What is being asked: Every line that contains the word "sends" is to be copied from the listing.

*** Material supplied ***

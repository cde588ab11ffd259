//! Body codec module for decoding message payloads.
//!
//! This module provides streaming decoders for the two body framings a
//! message can arrive with, plus a dispatching decoder that picks the right
//! strategy from a [`PayloadSize`](crate::protocol::PayloadSize):
//!
//! - [`ChunkedDecoder`]: chunked transfer encoding (RFC 7230), recording
//!   chunk boundaries and trailing fields as it goes
//! - [`LengthDecoder`]: Content-Length framed payloads
//! - [`PayloadDecoder`]: strategy dispatch, and the place where the
//!   "no chunked input" tri-state is realized
//!
//! All decoders implement `tokio_util::codec::Decoder` and are resumable:
//! `Ok(None)` means "feed me more bytes and call again", and every piece of
//! parse progress is held in the decoder itself rather than on the call
//! stack.

mod chunked_decoder;
mod length_decoder;
mod payload_decoder;

pub use chunked_decoder::ChunkedDecoder;
pub use length_decoder::LengthDecoder;
pub use payload_decoder::PayloadDecoder;
//! Wire-level protocol layers for async servers: HTTP chunked
//! transfer decoding and WebSocket framing.
//!
//! This crate provides two independent, composable protocol layers over a
//! byte stream, built on tokio and the `tokio_util` codec traits:
//!
//! - a **chunked-body decoder** that streams an RFC 7230 chunked body out
//!   while recording every chunk boundary and the trailing header block
//! - a **WebSocket frame codec and session state machine** implementing the
//!   RFC 6455 framing layer: handshake, masking, fragmentation, control
//!   frames and the close handshake
//!
//! Both layers decode untrusted network input into structured records and
//! behave deterministically under partial delivery: a decoder that runs out
//! of bytes returns `Ok(None)`, keeps its progress in explicit state, and
//! resumes when the transport feeds it more.
//!
//! The HTTP request/response model, routing and connection acceptance are
//! deliberately out of scope; the crate consumes a byte-stream positioned at
//! body start plus an "is chunked" flag ([`protocol::PayloadSize`]), or an
//! upgrade request's headers plus the connection's reader and writer.
//!
//! # Example
//!
//! ```no_run
//! use http::HeaderMap;
//! use tokio::net::TcpStream;
//! use tracing::{error, info};
//! use wireflow::ws::{WsConfig, WsSession};
//!
//! async fn serve_websocket(stream: TcpStream, upgrade_headers: HeaderMap) {
//!     let (reader, writer) = stream.into_split();
//!     let (mut session, handle) = WsSession::new(reader, writer, WsConfig::default());
//!
//!     if let Err(e) = session.handshake(&upgrade_headers).await {
//!         error!(cause = %e, "upgrade rejected");
//!         return;
//!     }
//!
//!     let result = session.process(
//!         |weak, message| {
//!             // echo every message back through the weak handle; if the
//!             // session is already gone this is a silent no-op
//!             if let Some(handle) = weak.upgrade() {
//!                 handle.send_message(message);
//!             }
//!         },
//!         |reason| info!(reason = %reason, "websocket closed"),
//!     );
//!
//!     if let Err(e) = result.await {
//!         error!(cause = %e, "websocket session failed");
//!     }
//!     drop(handle);
//! }
//! ```
//!
//! Decoding a chunked body works the same way micro HTTP stacks drive any
//! `tokio_util` decoder:
//!
//! ```
//! use bytes::BytesMut;
//! use tokio_util::codec::Decoder;
//! use wireflow::codec::PayloadDecoder;
//! use wireflow::protocol::{PayloadItem, PayloadSize};
//!
//! let mut decoder = PayloadDecoder::from(PayloadSize::new_chunked());
//! let mut buffer = BytesMut::from(&b"6\r\nHello,\r\n1\r\n \r\n6\r\nWorld!\r\n0\r\n\r\n"[..]);
//!
//! let mut body = Vec::new();
//! loop {
//!     match decoder.decode(&mut buffer).unwrap() {
//!         Some(PayloadItem::Chunk(bytes)) => body.extend_from_slice(&bytes),
//!         Some(PayloadItem::Eof(info)) => {
//!             let info = info.expect("chunked body carries its wire description");
//!             assert_eq!(info.chunk_count(), 3);
//!             break;
//!         }
//!         None => unreachable!("body is complete in the buffer"),
//!     }
//! }
//! assert_eq!(&body, b"Hello, World!");
//! ```
//!
//! # Architecture
//!
//! - [`cursor`]: [`ByteCursor`](cursor::ByteCursor), the peeking view over
//!   buffered bytes that decoders parse through before committing
//! - [`protocol`]: shared records and error taxonomies
//! - [`codec`]: body decoders (chunked / content-length / none)
//! - [`ws`]: WebSocket framing, handshake and sessions
//!
//! # Concurrency model
//!
//! One session is processed by exactly one logical flow of control; inbound
//! decode and callback invocation are strictly sequential per session.
//! Independent sessions run in parallel freely, sharing nothing. Handles are
//! safe to use from callbacks and other tasks: every operation consults the
//! session's atomic state first and degrades to a no-op once the session is
//! closing or closed.

pub mod codec;
pub mod cursor;
pub mod protocol;
pub mod ws;

mod utils;
pub(crate) use utils::ensure;
//! Read-only cursor over an in-progress network buffer.
//!
//! A [`ByteCursor`] is a positional view over the bytes a transport has
//! buffered so far. Decoders peek ahead through it without committing
//! anything: only once a complete protocol unit is visible do they consume
//! the equivalent range from the underlying buffer. New bytes are fed by the
//! buffer's owner (typically the `FramedRead` driving the decoder); each
//! decode attempt constructs a fresh cursor over the grown buffer and
//! resumes from the same wire position.

use thiserror::Error;

/// Errors reported by cursor operations.
///
/// `InsufficientData` is a suspension signal, not a failure: the caller is
/// expected to await more input and retry. `InvalidAdvance` indicates a
/// decoder bug (consuming past the buffered region) and is not retryable.
#[derive(Debug, Error, PartialEq, Eq)]
pub enum CursorError {
    #[error("need {requested} bytes but only {buffered} are buffered")]
    InsufficientData { requested: usize, buffered: usize },

    #[error("advance of {requested} bytes exceeds the {buffered} buffered")]
    InvalidAdvance { requested: usize, buffered: usize },
}

/// A read-only view over buffered network bytes plus a read position.
///
/// The cursor never mutates the underlying buffer; it only tracks how far
/// parsing has progressed within it. [`ByteCursor::position`] after a
/// successful parse tells the owner how many bytes to actually consume.
#[derive(Debug)]
pub struct ByteCursor<'a> {
    buf: &'a [u8],
    pos: usize,
}

impl<'a> ByteCursor<'a> {
    pub fn new(buf: &'a [u8]) -> Self {
        Self { buf, pos: 0 }
    }

    /// Number of bytes consumed so far.
    #[inline]
    pub fn position(&self) -> usize {
        self.pos
    }

    /// Number of unread bytes left in the view.
    #[inline]
    pub fn remaining(&self) -> usize {
        self.buf.len() - self.pos
    }

    /// Returns the next `n` unread bytes without advancing.
    ///
    /// Fails with [`CursorError::InsufficientData`] if fewer than `n` bytes
    /// are currently buffered; the caller should await more input and retry
    /// from the same position.
    pub fn peek(&self, n: usize) -> Result<&'a [u8], CursorError> {
        if self.remaining() < n {
            return Err(CursorError::InsufficientData { requested: n, buffered: self.remaining() });
        }
        Ok(&self.buf[self.pos..self.pos + n])
    }

    /// Consumes `n` bytes.
    ///
    /// Fails with [`CursorError::InvalidAdvance`] if `n` exceeds the
    /// buffered length; the cursor position is unchanged on failure.
    pub fn advance(&mut self, n: usize) -> Result<(), CursorError> {
        if self.remaining() < n {
            return Err(CursorError::InvalidAdvance { requested: n, buffered: self.remaining() });
        }
        self.pos += n;
        Ok(())
    }

    /// Returns the next `n` bytes and advances past them.
    ///
    /// Like [`ByteCursor::peek`], fails with `InsufficientData` when the
    /// bytes are not buffered yet.
    pub fn take(&mut self, n: usize) -> Result<&'a [u8], CursorError> {
        let bytes = self.peek(n)?;
        self.pos += n;
        Ok(bytes)
    }
}

#[cfg(test)]
mod tests {
    use super::*;

    #[test]
    fn peek_does_not_advance() {
        let cursor = ByteCursor::new(b"abcdef");
        assert_eq!(cursor.peek(3).unwrap(), b"abc");
        assert_eq!(cursor.peek(3).unwrap(), b"abc");
        assert_eq!(cursor.position(), 0);
        assert_eq!(cursor.remaining(), 6);
    }

    #[test]
    fn peek_past_end_is_insufficient_data() {
        let cursor = ByteCursor::new(b"ab");
        assert_eq!(cursor.peek(3), Err(CursorError::InsufficientData { requested: 3, buffered: 2 }));
        // still usable afterwards
        assert_eq!(cursor.peek(2).unwrap(), b"ab");
    }

    #[test]
    fn advance_consumes() {
        let mut cursor = ByteCursor::new(b"abcdef");
        cursor.advance(2).unwrap();
        assert_eq!(cursor.peek(2).unwrap(), b"cd");
        assert_eq!(cursor.position(), 2);
        assert_eq!(cursor.remaining(), 4);
    }

    #[test]
    fn advance_past_end_is_invalid() {
        let mut cursor = ByteCursor::new(b"abc");
        cursor.advance(2).unwrap();
        assert_eq!(cursor.advance(2), Err(CursorError::InvalidAdvance { requested: 2, buffered: 1 }));
        // position unchanged after the failed advance
        assert_eq!(cursor.position(), 2);
    }

    #[test]
    fn take_peeks_and_advances() {
        let mut cursor = ByteCursor::new(b"abcdef");
        assert_eq!(cursor.take(4).unwrap(), b"abcd");
        assert_eq!(cursor.take(2).unwrap(), b"ef");
        assert!(cursor.take(1).is_err());
    }

    #[test]
    fn growing_buffer_resumes_from_same_position() {
        // simulates partial delivery: the owner re-creates the cursor after
        // feeding more bytes and retries from the same wire position
        let mut received = Vec::from(&b"ab"[..]);
        let mut cursor = ByteCursor::new(&received);
        assert!(cursor.take(4).is_err());

        received.extend_from_slice(b"cd");
        let mut cursor = ByteCursor::new(&received);
        assert_eq!(cursor.take(4).unwrap(), b"abcd");
    }
}
#[derive(Debug)]
enum Command {
    Message(WsMessage),
    Close(String),
}

/// State shared between the session driver and its handles.
#[derive(Debug)]
struct Shared {
    state: AtomicU8,
    commands: mpsc::UnboundedSender<Command>,
}

impl Shared {
    fn state(&self) -> SessionState {
        SessionState::from_u8(self.state.load(Ordering::Acquire))
    }

    fn transition(&self, from: SessionState, to: SessionState) -> bool {
        self.state.compare_exchange(from as u8, to as u8, Ordering::AcqRel, Ordering::Acquire).is_ok()
    }

    fn force(&self, to: SessionState) {
        self.state.store(to as u8, Ordering::Release);
    }
}

/// A cloneable handle to a running session.
///
/// All operations consult the session state first and degrade to no-ops once
/// the session is closing or gone, so a handle can never act on a dead
/// session by mistake.
#[derive(Debug, Clone)]
pub struct WsHandle {
    shared: Arc<Shared>,
}

impl WsHandle {
    pub fn state(&self) -> SessionState {
        self.shared.state()
    }

    pub fn is_open(&self) -> bool {
        self.shared.state() == SessionState::Open
    }

    /// Queues a message for sending.
    ///
    /// A no-op unless the session is `Open`.
    pub fn send_message(&self, message: WsMessage) {
        if self.shared.state() != SessionState::Open {
            trace!("send_message on a session that is not open, dropping");
            return;
        }
        if self.shared.commands.send(Command::Message(message)).is_err() {
            trace!("session driver is gone, message dropped");
        }
    }

    /// Starts the close handshake with the given reason.
    ///
    /// Moves the session to `Closing`, which immediately stops new outbound
    /// application messages; the driver sends the close frame and awaits the
    /// peer's acknowledgment. A no-op unless the session is `Open`.
    pub fn close(&self, reason: impl Into<String>) {
        if !self.shared.transition(SessionState::Open, SessionState::Closing) {
            trace!("close on a session that is not open, ignoring");
            return;
        }
        if self.shared.commands.send(Command::Close(reason.into())).is_err() {
            trace!("session driver is gone, close dropped");
        }
    }

    pub fn downgrade(&self) -> WsWeakHandle {
        WsWeakHandle { shared: Arc::downgrade(&self.shared) }
    }
}

/// A non-owning handle, as passed to message callbacks.
///
/// Upgrading fails once the session and all strong handles are gone.
#[derive(Debug, Clone)]
pub struct WsWeakHandle {
    shared: Weak<Shared>,
}

impl WsWeakHandle {
    pub fn upgrade(&self) -> Option<WsHandle> {
        self.shared.upgrade().map(|shared| WsHandle { shared })
    }
}

#[derive(Debug)]
struct Fragments {
    opcode: OpCode,
    payload: BytesMut,
}

#[derive(Debug, PartialEq, Eq)]
enum Flow {
    Continue,
    Done,
}

/// One upgraded WebSocket connection.
///
/// The session is processed by exactly one logical flow of control: frame
/// decode and callback invocation are strictly sequential, so callbacks
/// never race with session state changes.
#[derive(Debug)]
pub struct WsSession<R, W> {
    framed_read: FramedRead<R, FrameDecoder>,
    framed_write: FramedWrite<W, FrameEncoder>,
    shared: Arc<Shared>,
    commands: mpsc::UnboundedReceiver<Command>,
    config: WsConfig,
    fragments: Option<Fragments>,
    close_notified: bool,
}

impl<R, W> WsSession<R, W>
where
    R: AsyncRead + Unpin,
    W: AsyncWrite + Unpin,
{
    /// Creates a session over the reader/writer pair of an upgradable
    /// connection, in `Handshaking` state.
    pub fn new(reader: R, writer: W, config: WsConfig) -> (Self, WsHandle) {
        let (command_sender, commands) = mpsc::unbounded_channel();
        let shared = Arc::new(Shared { state: AtomicU8::new(SessionState::Handshaking as u8), commands: command_sender });

        let decoder = FrameDecoder::server().with_max_payload(config.max_frame_payload);
        let session = Self {
            framed_read: FramedRead::with_capacity(reader, decoder, 8 * 1024),
            framed_write: FramedWrite::new(writer, FrameEncoder::server()),
            shared: Arc::clone(&shared),
            commands,
            config,
            fragments: None,
            close_notified: false,
        };

        (session, WsHandle { shared })
    }

    /// Validates the upgrade request and answers with
    /// `101 Switching Protocols`, moving the session to `Open`.
    ///
    /// On a handshake error nothing is written; the caller still owns the
    /// transport through the session and can tear it down.
    pub async fn handshake(&mut self, headers: &HeaderMap) -> Result<(), WsError> {
        ensure!(
            self.shared.state() == SessionState::Handshaking,
            WsError::handshake("handshake on a session that is already running")
        );

        let accept = handshake::validate_upgrade(headers)?;
        let response = handshake::switching_protocols(&accept);

        let writer = self.framed_write.get_mut();
        writer.write_all(response.as_bytes()).await?;
        writer.flush().await?;

        self.shared.force(SessionState::Open);
        debug!("websocket handshake complete");
        Ok(())
    }

    /// Drives the session until it closes.
    ///
    /// `on_message` receives every complete logical data message together
    /// with a weak handle to this session; control frames are handled
    /// internally and never reach it. `on_close` fires exactly once, when a
    /// close handshake completes (from either side) or is forced by the
    /// close timeout; it does not fire for transport errors or protocol
    /// violations, which are returned as the error instead.
    pub async fn process<M, C>(mut self, mut on_message: M, mut on_close: C) -> Result<(), WsError>
    where
        M: FnMut(WsWeakHandle, WsMessage),
        C: FnMut(String),
    {
        ensure!(
            self.shared.state() != SessionState::Handshaking,
            WsError::handshake("session processed before handshake")
        );

        let result = self.run(&mut on_message, &mut on_close).await;
        // from here on every handle observes Closed and degrades to no-ops;
        // buffers and pending commands are released with the session
        self.shared.force(SessionState::Closed);
        result
    }

    async fn run<M, C>(&mut self, on_message: &mut M, on_close: &mut C) -> Result<(), WsError>
    where
        M: FnMut(WsWeakHandle, WsMessage),
        C: FnMut(String),
    {
        loop {
            select! {
                biased;

                command = self.commands.recv() => {
                    match command {
                        Some(Command::Message(message)) => self.framed_write.send(message).await?,
                        Some(Command::Close(reason)) => return self.close_handshake(reason, on_close).await,
                        // the sender lives in Shared, which this session
                        // holds, so the channel cannot close while we run
                        None => {}
                    }
                }

                frame = self.framed_read.next() => {
                    match frame {
                        Some(Ok(frame)) => {
                            if self.handle_frame(frame, on_message, on_close).await? == Flow::Done {
                                return Ok(());
                            }
                        }
                        Some(Err(e)) => return Err(self.fail(e).await),
                        None => {
                            debug!("transport closed without a close handshake");
                            return Err(WsError::Io { source: io::ErrorKind::UnexpectedEof.into() });
                        }
                    }
                }
            }
        }
    }

    async fn handle_frame<M, C>(&mut self, frame: WsMessage, on_message: &mut M, on_close: &mut C) -> Result<Flow, WsError>
    where
        M: FnMut(WsWeakHandle, WsMessage),
        C: FnMut(String),
    {
        match frame.opcode() {
            OpCode::Ping => {
                trace!(len = frame.payload.len(), "ping received, echoing pong");
                self.framed_write.send(WsMessage::pong(frame.payload)).await?;
                Ok(Flow::Continue)
            }

            OpCode::Pong => {
                trace!("pong received");
                Ok(Flow::Continue)
            }

            OpCode::Close => {
                let (code, reason) = match parse_close(&frame) {
                    Ok(parts) => parts,
                    Err(e) => return Err(self.fail(e).await),
                };

                // peer-initiated close: echo the close frame to complete the
                // handshake, then tear down
                if self.shared.transition(SessionState::Open, SessionState::Closing) {
                    let echo = match code {
                        Some(code) => WsMessage::close(code, &reason),
                        None => WsMessage::close_empty(),
                    };
                    self.framed_write.send(echo).await?;
                }

                self.notify_close(on_close, reason);
                Ok(Flow::Done)
            }

            OpCode::Text | OpCode::Binary => {
                if self.fragments.is_some() {
                    let error = WsError::protocol_violation("data frame while a fragmented message is in progress");
                    return Err(self.fail(error).await);
                }

                if frame.is_final() {
                    if let Err(e) = Self::deliver(&self.shared, frame.header, frame.payload, on_message) {
                        return Err(self.fail(e).await);
                    }
                } else {
                    self.fragments = Some(Fragments {
                        opcode: frame.opcode(),
                        payload: BytesMut::from(&frame.payload[..]),
                    });
                }
                Ok(Flow::Continue)
            }

            OpCode::Continuation => {
                let Some(mut fragments) = self.fragments.take() else {
                    let error = WsError::protocol_violation("continuation frame without a message in progress");
                    return Err(self.fail(error).await);
                };

                fragments.payload.extend_from_slice(&frame.payload);

                if frame.is_final() {
                    let payload = fragments.payload.freeze();
                    let header = FrameHeader::data(fragments.opcode, payload.len() as u64);
                    if let Err(e) = Self::deliver(&self.shared, header, payload, on_message) {
                        return Err(self.fail(e).await);
                    }
                } else {
                    self.fragments = Some(fragments);
                }
                Ok(Flow::Continue)
            }
        }
    }

    /// Hands a complete logical message to the application callback.
    ///
    /// Text payloads are UTF-8 validated here, after unmasking and
    /// reassembly.
    fn deliver<M>(shared: &Arc<Shared>, header: FrameHeader, payload: Bytes, on_message: &mut M) -> Result<(), WsError>
    where
        M: FnMut(WsWeakHandle, WsMessage),
    {
        if header.opcode == OpCode::Text && std::str::from_utf8(&payload).is_err() {
            return Err(WsError::InvalidUtf8);
        }

        trace!(opcode = ?header.opcode, len = payload.len(), "delivering message");
        let weak = WsWeakHandle { shared: Arc::downgrade(shared) };
        on_message(weak, WsMessage { header, payload });
        Ok(())
    }

    /// Completes a locally initiated close: sends the close frame and waits
    /// for the peer's acknowledgment, bounded by the configured timeout.
    async fn close_handshake<C>(&mut self, reason: String, on_close: &mut C) -> Result<(), WsError>
    where
        C: FnMut(String),
    {
        self.framed_write.send(WsMessage::close(CloseCode::Normal, &reason)).await?;
        debug!("close frame sent, awaiting peer acknowledgment");

        match time::timeout(self.config.close_timeout, self.await_close_ack()).await {
            Ok(Ok(Some(peer_reason))) => {
                self.notify_close(on_close, peer_reason);
                Ok(())
            }
            Ok(Ok(None)) => {
                debug!("transport ended before close acknowledgment");
                self.notify_close(on_close, reason);
                Ok(())
            }
            Ok(Err(e)) => Err(e),
            Err(_) => {
                warn!(timeout = ?self.config.close_timeout, "close handshake timed out, forcing shutdown");
                self.notify_close(on_close, reason);
                Ok(())
            }
        }
    }

    /// Reads frames until the peer's close arrives.
    ///
    /// Data frames in flight are discarded; pings are still answered since
    /// the peer may not have seen our close yet. Returns the peer's reason,
    /// or `None` if the transport ended first.
    async fn await_close_ack(&mut self) -> Result<Option<String>, WsError> {
        while let Some(frame) = self.framed_read.next().await {
            let frame = frame?;
            match frame.opcode() {
                OpCode::Close => {
                    let (_, reason) = parse_close(&frame).unwrap_or((None, String::new()));
                    return Ok(Some(reason));
                }
                OpCode::Ping => self.framed_write.send(WsMessage::pong(frame.payload)).await?,
                opcode => trace!(?opcode, "discarding frame while closing"),
            }
        }
        Ok(None)
    }

    fn notify_close<C>(&mut self, on_close: &mut C, reason: String)
    where
        C: FnMut(String),
    {
        self.shared.force(SessionState::Closed);
        if self.close_notified {
            return;
        }
        self.close_notified = true;
        debug!(reason = %reason, "websocket session closed");
        on_close(reason);
    }

    /// Tears the session down on a protocol failure.
    ///
    /// Protocol violations get a close frame with the matching status code
    /// first; transport errors do not, as the peer is already gone.
    async fn fail(&mut self, error: WsError) -> WsError {
        if !error.is_transport() {
            let close = WsMessage::close(error.close_code(), "");
            if let Err(send_error) = self.framed_write.send(close).await {
                debug!(cause = %send_error, "failed to send close frame during teardown");
            }
        }
        error
    }
}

*** End of Material supplied ***

Result of this exercise:
    /// application messages; the driver sends the close frame and awaits the
    /// Completes a locally initiated close: sends the close frame and waits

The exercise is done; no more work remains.